→ Exercise directions
Copy every line from the data below in which the string "operations" can be found.

═══ Material supplied

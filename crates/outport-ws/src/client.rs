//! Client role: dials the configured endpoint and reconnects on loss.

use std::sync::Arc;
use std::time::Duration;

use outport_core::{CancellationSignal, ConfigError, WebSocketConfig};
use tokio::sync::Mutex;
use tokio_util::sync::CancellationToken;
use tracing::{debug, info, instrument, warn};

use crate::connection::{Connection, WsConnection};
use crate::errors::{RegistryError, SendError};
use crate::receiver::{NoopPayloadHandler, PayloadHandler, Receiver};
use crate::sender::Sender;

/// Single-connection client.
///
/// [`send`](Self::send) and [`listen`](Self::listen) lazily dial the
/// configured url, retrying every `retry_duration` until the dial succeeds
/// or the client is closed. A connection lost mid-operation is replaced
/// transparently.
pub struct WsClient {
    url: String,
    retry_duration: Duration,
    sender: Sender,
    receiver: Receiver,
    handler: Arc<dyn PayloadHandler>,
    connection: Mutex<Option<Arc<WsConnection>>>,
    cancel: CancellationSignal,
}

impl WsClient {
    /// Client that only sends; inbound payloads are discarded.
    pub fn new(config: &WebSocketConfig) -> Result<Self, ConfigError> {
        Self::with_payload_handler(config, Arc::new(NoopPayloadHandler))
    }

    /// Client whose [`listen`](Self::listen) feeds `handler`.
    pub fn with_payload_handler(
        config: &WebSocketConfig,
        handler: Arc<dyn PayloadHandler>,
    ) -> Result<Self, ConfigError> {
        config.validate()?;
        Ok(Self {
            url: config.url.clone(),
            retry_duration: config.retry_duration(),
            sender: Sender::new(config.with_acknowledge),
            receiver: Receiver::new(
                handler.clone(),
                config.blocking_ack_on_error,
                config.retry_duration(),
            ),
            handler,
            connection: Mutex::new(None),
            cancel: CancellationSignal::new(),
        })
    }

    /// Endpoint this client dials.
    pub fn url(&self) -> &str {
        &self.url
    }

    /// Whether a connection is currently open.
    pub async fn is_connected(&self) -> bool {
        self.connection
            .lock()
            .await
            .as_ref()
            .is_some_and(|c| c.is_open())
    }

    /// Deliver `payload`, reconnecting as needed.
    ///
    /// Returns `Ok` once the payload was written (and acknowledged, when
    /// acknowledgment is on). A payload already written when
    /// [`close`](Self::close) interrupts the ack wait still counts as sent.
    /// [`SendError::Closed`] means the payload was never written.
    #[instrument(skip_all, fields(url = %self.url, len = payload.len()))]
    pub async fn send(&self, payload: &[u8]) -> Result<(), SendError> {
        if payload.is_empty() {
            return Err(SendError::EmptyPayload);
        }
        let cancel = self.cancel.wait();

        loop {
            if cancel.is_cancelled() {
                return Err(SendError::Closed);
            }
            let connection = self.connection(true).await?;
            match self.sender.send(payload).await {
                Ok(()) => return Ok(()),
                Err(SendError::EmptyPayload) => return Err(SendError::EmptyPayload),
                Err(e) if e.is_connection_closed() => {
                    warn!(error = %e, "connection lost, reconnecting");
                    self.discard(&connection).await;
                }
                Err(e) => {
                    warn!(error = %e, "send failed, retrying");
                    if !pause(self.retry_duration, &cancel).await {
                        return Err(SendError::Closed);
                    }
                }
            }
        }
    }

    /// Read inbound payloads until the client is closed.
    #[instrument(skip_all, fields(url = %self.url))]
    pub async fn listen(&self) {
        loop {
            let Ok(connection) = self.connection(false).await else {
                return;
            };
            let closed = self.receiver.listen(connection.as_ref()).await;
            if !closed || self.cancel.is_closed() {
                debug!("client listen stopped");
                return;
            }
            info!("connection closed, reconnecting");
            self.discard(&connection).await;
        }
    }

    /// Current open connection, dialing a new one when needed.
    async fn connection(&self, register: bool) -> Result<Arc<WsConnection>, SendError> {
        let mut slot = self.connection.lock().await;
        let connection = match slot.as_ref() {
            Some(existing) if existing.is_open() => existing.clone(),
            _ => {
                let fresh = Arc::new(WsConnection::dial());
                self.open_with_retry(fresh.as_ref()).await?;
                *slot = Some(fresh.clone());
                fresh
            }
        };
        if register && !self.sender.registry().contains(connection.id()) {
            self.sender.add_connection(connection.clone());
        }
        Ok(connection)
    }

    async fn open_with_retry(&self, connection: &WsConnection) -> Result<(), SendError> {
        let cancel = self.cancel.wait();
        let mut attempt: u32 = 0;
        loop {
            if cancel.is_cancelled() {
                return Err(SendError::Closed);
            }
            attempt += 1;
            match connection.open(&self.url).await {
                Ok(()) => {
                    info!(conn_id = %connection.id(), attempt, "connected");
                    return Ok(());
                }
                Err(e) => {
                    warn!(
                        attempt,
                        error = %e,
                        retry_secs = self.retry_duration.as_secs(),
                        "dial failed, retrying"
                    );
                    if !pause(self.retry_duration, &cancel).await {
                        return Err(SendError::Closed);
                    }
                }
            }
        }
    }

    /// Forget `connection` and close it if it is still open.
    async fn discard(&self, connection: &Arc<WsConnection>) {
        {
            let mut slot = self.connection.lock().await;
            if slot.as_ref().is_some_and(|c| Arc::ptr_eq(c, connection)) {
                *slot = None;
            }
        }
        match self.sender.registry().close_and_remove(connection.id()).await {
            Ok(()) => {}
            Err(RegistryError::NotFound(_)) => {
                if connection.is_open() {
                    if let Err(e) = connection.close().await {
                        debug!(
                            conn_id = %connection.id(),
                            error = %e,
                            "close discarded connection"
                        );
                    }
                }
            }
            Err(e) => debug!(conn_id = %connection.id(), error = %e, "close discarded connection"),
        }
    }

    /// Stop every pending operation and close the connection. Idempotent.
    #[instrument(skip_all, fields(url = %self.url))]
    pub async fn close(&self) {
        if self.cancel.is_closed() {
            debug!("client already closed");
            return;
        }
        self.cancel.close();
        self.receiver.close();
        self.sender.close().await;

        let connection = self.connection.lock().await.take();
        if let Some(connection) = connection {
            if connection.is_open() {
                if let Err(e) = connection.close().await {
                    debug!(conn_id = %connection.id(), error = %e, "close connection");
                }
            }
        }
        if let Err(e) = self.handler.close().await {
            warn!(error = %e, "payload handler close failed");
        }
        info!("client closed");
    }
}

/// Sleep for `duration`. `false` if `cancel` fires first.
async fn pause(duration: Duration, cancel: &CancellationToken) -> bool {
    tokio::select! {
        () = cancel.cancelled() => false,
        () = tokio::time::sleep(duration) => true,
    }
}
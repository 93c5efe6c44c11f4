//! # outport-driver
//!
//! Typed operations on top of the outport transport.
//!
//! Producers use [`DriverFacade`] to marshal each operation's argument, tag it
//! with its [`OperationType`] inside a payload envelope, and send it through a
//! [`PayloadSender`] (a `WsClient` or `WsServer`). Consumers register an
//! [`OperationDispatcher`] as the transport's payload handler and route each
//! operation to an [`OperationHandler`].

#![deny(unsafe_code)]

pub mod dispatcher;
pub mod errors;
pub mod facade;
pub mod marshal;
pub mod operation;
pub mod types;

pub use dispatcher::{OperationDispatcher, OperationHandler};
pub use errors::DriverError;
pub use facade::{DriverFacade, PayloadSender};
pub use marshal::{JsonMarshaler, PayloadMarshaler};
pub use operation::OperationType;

══════
═══ Material supplied

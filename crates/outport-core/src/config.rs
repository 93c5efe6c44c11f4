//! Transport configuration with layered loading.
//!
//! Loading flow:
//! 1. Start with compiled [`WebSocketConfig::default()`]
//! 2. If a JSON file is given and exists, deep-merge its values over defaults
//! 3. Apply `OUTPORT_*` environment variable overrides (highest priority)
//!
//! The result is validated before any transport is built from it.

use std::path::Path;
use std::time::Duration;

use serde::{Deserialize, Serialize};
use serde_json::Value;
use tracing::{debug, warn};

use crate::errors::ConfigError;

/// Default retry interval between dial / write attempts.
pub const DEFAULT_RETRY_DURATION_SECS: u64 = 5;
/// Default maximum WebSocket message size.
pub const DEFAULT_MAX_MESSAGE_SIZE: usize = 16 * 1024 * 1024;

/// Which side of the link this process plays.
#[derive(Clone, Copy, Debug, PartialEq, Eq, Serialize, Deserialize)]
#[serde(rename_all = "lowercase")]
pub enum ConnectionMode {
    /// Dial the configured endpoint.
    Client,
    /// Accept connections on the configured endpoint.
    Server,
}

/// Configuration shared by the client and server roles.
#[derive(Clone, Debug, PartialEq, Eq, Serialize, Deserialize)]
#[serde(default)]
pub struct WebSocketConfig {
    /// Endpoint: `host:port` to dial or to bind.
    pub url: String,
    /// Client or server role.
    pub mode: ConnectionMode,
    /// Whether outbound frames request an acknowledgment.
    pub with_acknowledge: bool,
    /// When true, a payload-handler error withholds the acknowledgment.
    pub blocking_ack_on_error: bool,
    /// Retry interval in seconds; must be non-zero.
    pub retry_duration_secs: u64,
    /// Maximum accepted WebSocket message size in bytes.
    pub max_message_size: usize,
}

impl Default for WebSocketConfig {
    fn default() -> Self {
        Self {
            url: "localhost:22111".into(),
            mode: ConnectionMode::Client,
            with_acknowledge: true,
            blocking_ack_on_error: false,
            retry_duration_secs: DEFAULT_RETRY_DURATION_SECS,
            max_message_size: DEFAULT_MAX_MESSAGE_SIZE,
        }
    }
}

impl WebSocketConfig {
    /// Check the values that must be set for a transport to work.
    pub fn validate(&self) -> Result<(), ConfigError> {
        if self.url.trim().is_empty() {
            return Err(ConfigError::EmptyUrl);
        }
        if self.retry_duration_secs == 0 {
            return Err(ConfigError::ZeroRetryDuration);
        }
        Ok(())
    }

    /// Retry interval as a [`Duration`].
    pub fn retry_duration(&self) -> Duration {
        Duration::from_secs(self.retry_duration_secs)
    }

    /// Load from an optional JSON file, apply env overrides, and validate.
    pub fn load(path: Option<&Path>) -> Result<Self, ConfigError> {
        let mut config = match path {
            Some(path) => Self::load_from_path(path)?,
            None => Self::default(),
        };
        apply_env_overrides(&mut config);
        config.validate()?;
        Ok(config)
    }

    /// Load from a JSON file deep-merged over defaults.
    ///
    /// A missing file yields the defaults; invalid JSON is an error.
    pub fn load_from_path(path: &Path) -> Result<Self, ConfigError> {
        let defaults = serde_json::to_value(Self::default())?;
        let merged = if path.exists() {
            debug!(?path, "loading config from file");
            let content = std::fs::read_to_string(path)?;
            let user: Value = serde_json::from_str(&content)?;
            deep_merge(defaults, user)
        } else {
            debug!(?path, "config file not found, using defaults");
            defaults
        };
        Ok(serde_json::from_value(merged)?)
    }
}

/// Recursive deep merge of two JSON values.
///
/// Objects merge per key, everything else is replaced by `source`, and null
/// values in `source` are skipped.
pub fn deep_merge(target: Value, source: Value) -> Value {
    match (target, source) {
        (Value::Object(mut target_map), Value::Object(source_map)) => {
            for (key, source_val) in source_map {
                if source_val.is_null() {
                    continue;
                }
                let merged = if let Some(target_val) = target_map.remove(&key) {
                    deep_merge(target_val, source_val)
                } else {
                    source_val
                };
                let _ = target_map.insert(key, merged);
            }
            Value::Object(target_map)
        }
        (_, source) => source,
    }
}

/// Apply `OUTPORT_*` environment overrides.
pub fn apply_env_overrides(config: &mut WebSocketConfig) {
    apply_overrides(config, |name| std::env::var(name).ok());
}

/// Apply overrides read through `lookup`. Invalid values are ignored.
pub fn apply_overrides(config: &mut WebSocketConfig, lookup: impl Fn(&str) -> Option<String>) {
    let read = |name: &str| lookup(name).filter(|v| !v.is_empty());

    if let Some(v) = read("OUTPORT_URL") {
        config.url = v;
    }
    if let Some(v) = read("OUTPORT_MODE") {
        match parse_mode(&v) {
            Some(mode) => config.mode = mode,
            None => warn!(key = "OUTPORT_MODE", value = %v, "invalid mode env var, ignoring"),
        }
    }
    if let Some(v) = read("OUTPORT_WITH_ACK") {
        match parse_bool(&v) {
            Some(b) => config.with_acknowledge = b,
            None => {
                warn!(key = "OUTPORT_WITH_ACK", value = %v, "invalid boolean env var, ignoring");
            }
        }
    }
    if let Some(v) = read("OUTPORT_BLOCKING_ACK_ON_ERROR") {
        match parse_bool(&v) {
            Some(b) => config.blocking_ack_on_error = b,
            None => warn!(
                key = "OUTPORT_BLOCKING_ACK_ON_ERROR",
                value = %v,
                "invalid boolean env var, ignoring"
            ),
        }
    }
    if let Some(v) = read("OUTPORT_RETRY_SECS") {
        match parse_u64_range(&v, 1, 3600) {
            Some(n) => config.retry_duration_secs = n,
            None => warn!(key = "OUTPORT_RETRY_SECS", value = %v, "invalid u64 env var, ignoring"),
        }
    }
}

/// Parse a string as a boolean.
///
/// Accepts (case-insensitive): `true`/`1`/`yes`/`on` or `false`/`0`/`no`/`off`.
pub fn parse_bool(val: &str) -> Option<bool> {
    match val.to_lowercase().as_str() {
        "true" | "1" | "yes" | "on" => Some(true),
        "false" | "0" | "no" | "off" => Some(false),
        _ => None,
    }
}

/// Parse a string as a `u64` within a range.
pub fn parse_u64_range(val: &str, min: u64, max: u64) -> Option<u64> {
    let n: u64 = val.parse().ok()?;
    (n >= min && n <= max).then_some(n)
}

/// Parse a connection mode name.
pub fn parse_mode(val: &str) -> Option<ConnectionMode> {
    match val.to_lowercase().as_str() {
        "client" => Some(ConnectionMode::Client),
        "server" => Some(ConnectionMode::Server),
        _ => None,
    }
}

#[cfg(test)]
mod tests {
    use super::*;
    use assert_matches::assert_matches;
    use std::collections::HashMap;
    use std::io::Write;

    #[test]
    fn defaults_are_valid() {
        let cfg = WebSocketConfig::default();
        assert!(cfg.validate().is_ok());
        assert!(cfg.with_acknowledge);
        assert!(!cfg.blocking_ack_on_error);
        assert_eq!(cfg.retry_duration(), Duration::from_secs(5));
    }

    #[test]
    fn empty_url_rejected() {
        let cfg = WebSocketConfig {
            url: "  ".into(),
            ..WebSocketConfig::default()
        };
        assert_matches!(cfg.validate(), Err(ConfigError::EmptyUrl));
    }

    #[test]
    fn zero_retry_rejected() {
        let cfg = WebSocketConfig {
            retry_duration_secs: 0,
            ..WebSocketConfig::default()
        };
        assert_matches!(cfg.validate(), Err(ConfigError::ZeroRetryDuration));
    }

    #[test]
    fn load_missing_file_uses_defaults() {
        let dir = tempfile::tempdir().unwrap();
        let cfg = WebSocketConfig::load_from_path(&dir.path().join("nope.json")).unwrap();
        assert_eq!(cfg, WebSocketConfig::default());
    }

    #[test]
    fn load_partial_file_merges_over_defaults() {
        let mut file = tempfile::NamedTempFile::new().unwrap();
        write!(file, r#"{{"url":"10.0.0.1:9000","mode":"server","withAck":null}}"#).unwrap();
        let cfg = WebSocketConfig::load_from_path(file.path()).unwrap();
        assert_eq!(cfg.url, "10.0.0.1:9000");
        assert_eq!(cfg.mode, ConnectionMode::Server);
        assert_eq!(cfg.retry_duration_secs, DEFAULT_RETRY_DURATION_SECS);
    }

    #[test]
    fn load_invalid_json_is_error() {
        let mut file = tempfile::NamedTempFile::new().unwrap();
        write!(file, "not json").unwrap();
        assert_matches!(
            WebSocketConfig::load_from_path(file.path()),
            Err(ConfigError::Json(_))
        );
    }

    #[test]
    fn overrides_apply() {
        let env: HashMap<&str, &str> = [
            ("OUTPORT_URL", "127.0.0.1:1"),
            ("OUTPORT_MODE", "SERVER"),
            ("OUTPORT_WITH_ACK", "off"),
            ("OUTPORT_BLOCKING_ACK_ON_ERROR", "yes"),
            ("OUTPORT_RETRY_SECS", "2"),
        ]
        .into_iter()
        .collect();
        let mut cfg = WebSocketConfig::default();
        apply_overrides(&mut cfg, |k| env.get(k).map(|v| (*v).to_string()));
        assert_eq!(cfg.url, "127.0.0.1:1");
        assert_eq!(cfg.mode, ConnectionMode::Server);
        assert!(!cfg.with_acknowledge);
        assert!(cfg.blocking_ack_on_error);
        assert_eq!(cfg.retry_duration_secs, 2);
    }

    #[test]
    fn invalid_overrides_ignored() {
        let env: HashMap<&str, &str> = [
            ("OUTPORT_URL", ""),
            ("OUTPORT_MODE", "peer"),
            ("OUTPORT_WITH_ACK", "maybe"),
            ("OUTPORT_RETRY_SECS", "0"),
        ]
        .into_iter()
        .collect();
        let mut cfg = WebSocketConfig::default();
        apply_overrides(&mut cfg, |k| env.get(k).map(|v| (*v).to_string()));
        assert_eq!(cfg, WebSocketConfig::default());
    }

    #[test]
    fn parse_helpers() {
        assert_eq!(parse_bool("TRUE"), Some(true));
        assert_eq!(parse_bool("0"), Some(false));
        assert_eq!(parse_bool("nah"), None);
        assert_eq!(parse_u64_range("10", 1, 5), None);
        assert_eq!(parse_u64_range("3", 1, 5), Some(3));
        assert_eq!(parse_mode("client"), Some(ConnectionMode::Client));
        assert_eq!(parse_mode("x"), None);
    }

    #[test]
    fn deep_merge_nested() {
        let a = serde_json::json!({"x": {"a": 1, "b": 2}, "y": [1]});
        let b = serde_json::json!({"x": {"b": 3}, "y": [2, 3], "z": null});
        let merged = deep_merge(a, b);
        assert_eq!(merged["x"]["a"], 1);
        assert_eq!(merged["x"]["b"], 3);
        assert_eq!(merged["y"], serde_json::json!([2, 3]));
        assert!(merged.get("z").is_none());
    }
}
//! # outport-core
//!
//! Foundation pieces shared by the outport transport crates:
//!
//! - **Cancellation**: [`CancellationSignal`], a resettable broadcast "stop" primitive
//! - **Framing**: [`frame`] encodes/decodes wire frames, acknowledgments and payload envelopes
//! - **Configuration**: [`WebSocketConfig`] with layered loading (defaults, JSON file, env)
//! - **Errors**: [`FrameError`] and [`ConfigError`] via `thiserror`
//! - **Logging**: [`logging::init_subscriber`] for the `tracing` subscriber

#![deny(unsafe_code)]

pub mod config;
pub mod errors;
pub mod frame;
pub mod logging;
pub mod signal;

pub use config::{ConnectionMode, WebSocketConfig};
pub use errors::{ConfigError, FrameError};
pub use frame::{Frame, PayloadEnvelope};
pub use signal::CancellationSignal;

══════
═══ Material supplied

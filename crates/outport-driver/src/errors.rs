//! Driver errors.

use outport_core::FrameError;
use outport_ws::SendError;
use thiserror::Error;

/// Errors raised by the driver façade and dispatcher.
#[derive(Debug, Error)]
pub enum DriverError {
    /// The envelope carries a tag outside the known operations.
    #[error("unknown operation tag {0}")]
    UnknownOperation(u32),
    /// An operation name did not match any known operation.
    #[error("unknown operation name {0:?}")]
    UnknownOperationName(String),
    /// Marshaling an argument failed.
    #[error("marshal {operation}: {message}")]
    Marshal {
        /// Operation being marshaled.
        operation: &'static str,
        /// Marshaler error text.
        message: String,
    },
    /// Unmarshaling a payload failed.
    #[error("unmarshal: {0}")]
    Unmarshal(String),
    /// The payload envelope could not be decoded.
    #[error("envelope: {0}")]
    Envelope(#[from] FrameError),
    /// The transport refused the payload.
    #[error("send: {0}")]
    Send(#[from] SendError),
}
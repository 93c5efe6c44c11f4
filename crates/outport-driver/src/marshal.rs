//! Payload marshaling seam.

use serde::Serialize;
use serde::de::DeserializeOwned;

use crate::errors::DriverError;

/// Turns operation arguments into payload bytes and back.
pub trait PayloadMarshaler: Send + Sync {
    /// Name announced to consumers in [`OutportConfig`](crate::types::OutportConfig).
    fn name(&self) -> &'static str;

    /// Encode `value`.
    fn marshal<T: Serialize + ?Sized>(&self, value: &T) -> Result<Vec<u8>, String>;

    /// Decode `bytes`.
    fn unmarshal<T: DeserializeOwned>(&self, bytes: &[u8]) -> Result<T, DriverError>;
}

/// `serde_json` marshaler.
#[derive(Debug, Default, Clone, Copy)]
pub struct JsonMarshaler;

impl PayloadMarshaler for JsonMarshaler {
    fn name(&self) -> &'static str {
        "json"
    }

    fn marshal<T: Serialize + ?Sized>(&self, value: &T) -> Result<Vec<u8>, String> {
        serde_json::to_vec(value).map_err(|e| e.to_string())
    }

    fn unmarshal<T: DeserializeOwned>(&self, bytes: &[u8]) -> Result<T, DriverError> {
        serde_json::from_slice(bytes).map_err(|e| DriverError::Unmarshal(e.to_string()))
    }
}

══════

→ Written solution
//! Typed operations on top of the outport transport.
    /// The envelope carries a tag outside the known operations.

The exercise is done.